RECORDS FOR PROCESSING ▸
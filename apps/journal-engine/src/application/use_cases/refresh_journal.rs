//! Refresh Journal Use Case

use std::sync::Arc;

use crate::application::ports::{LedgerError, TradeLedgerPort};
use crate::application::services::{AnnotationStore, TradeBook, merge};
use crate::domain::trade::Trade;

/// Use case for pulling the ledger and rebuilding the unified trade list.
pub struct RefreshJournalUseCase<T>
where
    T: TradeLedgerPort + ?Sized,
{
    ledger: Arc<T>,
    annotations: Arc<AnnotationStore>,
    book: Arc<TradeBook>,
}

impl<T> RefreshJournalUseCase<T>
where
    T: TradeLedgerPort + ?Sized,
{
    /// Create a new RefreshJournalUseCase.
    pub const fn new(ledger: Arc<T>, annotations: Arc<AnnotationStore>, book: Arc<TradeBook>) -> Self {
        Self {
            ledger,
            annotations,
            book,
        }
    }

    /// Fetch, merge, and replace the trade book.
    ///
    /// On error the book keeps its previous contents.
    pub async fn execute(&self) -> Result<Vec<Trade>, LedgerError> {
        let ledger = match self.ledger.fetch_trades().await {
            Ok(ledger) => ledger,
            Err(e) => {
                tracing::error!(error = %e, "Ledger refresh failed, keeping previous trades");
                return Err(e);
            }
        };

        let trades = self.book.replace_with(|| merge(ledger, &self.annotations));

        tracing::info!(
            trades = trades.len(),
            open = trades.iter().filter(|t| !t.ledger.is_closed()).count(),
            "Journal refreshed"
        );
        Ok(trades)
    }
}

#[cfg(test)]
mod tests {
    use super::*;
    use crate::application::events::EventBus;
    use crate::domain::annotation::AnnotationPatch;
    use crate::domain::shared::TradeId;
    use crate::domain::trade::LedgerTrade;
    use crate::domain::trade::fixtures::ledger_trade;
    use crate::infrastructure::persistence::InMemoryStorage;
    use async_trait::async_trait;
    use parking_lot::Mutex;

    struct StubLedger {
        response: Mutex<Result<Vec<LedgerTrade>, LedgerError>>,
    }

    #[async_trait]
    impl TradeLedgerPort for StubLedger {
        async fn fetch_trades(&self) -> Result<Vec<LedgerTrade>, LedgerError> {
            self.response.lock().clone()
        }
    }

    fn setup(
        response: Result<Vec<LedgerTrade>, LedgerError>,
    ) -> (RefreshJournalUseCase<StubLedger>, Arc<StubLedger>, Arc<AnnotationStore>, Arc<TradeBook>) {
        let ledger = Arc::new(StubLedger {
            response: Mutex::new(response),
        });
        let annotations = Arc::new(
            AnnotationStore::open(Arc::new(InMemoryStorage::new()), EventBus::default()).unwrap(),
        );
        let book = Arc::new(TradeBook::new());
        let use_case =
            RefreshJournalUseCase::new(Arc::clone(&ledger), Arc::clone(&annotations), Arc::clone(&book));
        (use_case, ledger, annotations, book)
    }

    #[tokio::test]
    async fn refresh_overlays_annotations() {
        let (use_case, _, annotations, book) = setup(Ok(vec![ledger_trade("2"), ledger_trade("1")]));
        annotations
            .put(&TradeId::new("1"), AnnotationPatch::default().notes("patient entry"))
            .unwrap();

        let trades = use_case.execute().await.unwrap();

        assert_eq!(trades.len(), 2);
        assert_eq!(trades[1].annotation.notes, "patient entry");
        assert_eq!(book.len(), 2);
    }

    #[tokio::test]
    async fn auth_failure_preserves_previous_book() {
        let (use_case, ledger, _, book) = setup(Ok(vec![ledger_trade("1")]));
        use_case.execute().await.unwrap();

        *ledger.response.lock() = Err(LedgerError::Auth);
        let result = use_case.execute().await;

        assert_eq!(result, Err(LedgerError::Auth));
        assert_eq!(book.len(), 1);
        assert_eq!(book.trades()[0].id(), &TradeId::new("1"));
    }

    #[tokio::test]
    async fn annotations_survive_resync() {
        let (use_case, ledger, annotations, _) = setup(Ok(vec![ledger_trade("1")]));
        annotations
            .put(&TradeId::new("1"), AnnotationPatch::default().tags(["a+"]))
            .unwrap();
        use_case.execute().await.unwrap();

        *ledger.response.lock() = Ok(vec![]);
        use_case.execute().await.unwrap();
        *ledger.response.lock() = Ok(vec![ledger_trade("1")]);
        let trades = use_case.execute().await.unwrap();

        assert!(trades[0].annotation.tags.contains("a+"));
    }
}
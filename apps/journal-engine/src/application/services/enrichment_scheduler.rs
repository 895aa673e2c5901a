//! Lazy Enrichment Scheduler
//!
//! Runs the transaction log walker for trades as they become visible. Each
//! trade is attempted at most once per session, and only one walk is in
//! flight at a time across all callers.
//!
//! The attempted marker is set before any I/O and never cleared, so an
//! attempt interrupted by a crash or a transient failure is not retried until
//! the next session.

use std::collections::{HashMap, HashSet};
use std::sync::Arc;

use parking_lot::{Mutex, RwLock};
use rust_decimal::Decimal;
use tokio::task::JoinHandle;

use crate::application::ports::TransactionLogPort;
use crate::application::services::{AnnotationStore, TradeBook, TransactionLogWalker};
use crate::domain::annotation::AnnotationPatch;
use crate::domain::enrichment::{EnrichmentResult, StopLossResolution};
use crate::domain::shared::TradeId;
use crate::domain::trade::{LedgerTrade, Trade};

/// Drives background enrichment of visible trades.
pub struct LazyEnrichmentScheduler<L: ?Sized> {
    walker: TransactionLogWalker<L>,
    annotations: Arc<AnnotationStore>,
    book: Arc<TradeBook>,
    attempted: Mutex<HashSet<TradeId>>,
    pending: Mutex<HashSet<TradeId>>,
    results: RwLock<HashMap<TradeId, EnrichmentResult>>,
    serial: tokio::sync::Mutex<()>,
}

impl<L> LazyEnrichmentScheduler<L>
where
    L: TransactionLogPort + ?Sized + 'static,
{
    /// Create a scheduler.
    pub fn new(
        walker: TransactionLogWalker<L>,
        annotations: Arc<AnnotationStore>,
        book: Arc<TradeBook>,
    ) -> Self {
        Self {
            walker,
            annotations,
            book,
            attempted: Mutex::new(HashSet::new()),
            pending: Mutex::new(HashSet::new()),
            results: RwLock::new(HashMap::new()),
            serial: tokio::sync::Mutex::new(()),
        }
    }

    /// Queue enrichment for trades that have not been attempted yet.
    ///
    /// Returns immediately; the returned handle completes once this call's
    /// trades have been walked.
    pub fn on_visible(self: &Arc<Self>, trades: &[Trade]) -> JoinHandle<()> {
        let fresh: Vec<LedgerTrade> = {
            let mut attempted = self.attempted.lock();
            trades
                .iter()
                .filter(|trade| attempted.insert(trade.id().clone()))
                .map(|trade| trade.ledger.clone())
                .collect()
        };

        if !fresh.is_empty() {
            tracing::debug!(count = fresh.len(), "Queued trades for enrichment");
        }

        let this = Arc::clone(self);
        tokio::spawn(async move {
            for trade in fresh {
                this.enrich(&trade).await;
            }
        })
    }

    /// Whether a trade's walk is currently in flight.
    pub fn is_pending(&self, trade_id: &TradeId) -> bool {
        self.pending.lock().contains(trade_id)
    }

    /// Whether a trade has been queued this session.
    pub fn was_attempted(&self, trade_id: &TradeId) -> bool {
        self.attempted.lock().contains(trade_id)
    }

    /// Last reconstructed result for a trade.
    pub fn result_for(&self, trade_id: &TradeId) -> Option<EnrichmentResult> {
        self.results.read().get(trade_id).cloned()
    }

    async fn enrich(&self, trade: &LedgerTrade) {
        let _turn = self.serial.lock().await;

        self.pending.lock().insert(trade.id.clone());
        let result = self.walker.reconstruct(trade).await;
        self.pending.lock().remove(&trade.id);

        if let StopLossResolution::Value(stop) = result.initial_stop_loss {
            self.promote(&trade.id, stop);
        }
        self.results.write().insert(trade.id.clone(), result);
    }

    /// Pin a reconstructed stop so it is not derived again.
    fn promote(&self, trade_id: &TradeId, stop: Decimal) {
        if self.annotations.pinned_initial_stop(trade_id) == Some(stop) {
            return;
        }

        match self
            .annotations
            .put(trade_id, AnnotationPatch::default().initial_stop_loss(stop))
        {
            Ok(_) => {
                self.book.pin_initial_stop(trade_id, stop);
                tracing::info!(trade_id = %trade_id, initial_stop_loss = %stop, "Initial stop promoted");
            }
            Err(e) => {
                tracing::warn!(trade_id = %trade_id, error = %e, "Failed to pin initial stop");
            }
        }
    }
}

--

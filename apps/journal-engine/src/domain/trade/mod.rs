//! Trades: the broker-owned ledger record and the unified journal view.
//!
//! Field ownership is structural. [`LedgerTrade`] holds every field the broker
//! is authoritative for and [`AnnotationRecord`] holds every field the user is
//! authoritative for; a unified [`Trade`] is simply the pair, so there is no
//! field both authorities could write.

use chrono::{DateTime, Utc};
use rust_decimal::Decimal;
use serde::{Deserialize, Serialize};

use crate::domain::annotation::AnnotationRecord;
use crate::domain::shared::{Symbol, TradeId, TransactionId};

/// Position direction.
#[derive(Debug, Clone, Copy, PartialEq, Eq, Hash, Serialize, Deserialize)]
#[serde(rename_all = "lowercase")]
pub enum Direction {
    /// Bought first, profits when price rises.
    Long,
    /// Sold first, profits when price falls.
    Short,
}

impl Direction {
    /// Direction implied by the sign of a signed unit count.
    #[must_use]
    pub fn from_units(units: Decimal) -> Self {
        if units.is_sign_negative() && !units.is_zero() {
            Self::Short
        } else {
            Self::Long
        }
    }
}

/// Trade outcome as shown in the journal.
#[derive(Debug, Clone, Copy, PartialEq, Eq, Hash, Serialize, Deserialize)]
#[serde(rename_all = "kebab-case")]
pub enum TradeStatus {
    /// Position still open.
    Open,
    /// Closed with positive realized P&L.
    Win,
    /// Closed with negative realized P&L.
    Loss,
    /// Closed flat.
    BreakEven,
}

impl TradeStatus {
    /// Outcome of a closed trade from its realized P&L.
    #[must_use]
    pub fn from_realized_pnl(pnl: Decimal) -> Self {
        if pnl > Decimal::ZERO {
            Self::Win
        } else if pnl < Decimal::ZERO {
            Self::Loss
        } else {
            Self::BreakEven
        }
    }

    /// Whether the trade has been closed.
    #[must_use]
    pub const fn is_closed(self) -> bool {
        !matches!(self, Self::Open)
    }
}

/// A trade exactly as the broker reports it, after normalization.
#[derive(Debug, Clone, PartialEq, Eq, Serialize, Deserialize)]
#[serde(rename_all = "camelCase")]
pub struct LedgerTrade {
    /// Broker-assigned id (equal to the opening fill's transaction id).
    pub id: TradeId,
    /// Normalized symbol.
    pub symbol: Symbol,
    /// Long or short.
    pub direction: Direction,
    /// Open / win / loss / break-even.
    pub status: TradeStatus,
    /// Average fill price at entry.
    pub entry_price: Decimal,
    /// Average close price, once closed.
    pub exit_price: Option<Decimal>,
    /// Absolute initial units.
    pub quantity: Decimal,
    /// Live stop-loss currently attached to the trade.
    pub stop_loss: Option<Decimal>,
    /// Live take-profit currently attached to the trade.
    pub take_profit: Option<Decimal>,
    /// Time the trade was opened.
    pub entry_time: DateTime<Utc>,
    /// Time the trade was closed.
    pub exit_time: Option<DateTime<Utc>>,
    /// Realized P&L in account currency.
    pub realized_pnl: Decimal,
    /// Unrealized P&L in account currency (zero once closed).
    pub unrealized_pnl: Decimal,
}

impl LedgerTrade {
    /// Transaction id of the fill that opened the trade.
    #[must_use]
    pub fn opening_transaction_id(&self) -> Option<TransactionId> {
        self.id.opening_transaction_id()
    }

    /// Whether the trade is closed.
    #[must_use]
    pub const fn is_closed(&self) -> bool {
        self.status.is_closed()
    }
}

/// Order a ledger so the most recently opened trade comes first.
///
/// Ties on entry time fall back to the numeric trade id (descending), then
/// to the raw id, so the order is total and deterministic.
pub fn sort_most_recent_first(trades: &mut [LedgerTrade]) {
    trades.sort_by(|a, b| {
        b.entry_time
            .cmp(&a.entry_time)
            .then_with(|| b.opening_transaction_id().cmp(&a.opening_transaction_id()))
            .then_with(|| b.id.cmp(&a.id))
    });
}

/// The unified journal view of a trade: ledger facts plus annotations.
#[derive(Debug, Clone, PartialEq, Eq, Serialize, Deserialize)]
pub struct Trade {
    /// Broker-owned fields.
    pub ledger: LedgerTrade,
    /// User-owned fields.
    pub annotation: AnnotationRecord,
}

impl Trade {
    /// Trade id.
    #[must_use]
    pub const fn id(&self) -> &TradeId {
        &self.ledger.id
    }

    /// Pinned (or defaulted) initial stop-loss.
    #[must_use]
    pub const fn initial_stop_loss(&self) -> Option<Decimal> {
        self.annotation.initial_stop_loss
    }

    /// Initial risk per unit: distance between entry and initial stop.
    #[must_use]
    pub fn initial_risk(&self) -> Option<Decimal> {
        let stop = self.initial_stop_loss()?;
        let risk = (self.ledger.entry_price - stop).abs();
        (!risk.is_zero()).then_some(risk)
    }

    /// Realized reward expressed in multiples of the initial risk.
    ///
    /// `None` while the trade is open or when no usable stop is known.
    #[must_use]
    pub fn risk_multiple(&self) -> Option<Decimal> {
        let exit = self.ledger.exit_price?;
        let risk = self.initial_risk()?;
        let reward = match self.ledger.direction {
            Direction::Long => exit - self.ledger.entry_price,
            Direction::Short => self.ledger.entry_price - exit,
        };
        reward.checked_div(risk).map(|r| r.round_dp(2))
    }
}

REQUIRED WORK ▸ Wherever the string "account" is found in the entries, copy the line it sits in.

TASK RESPONSE ▸
    /// Realized P&L in account currency.
    /// Unrealized P&L in account currency (zero once closed).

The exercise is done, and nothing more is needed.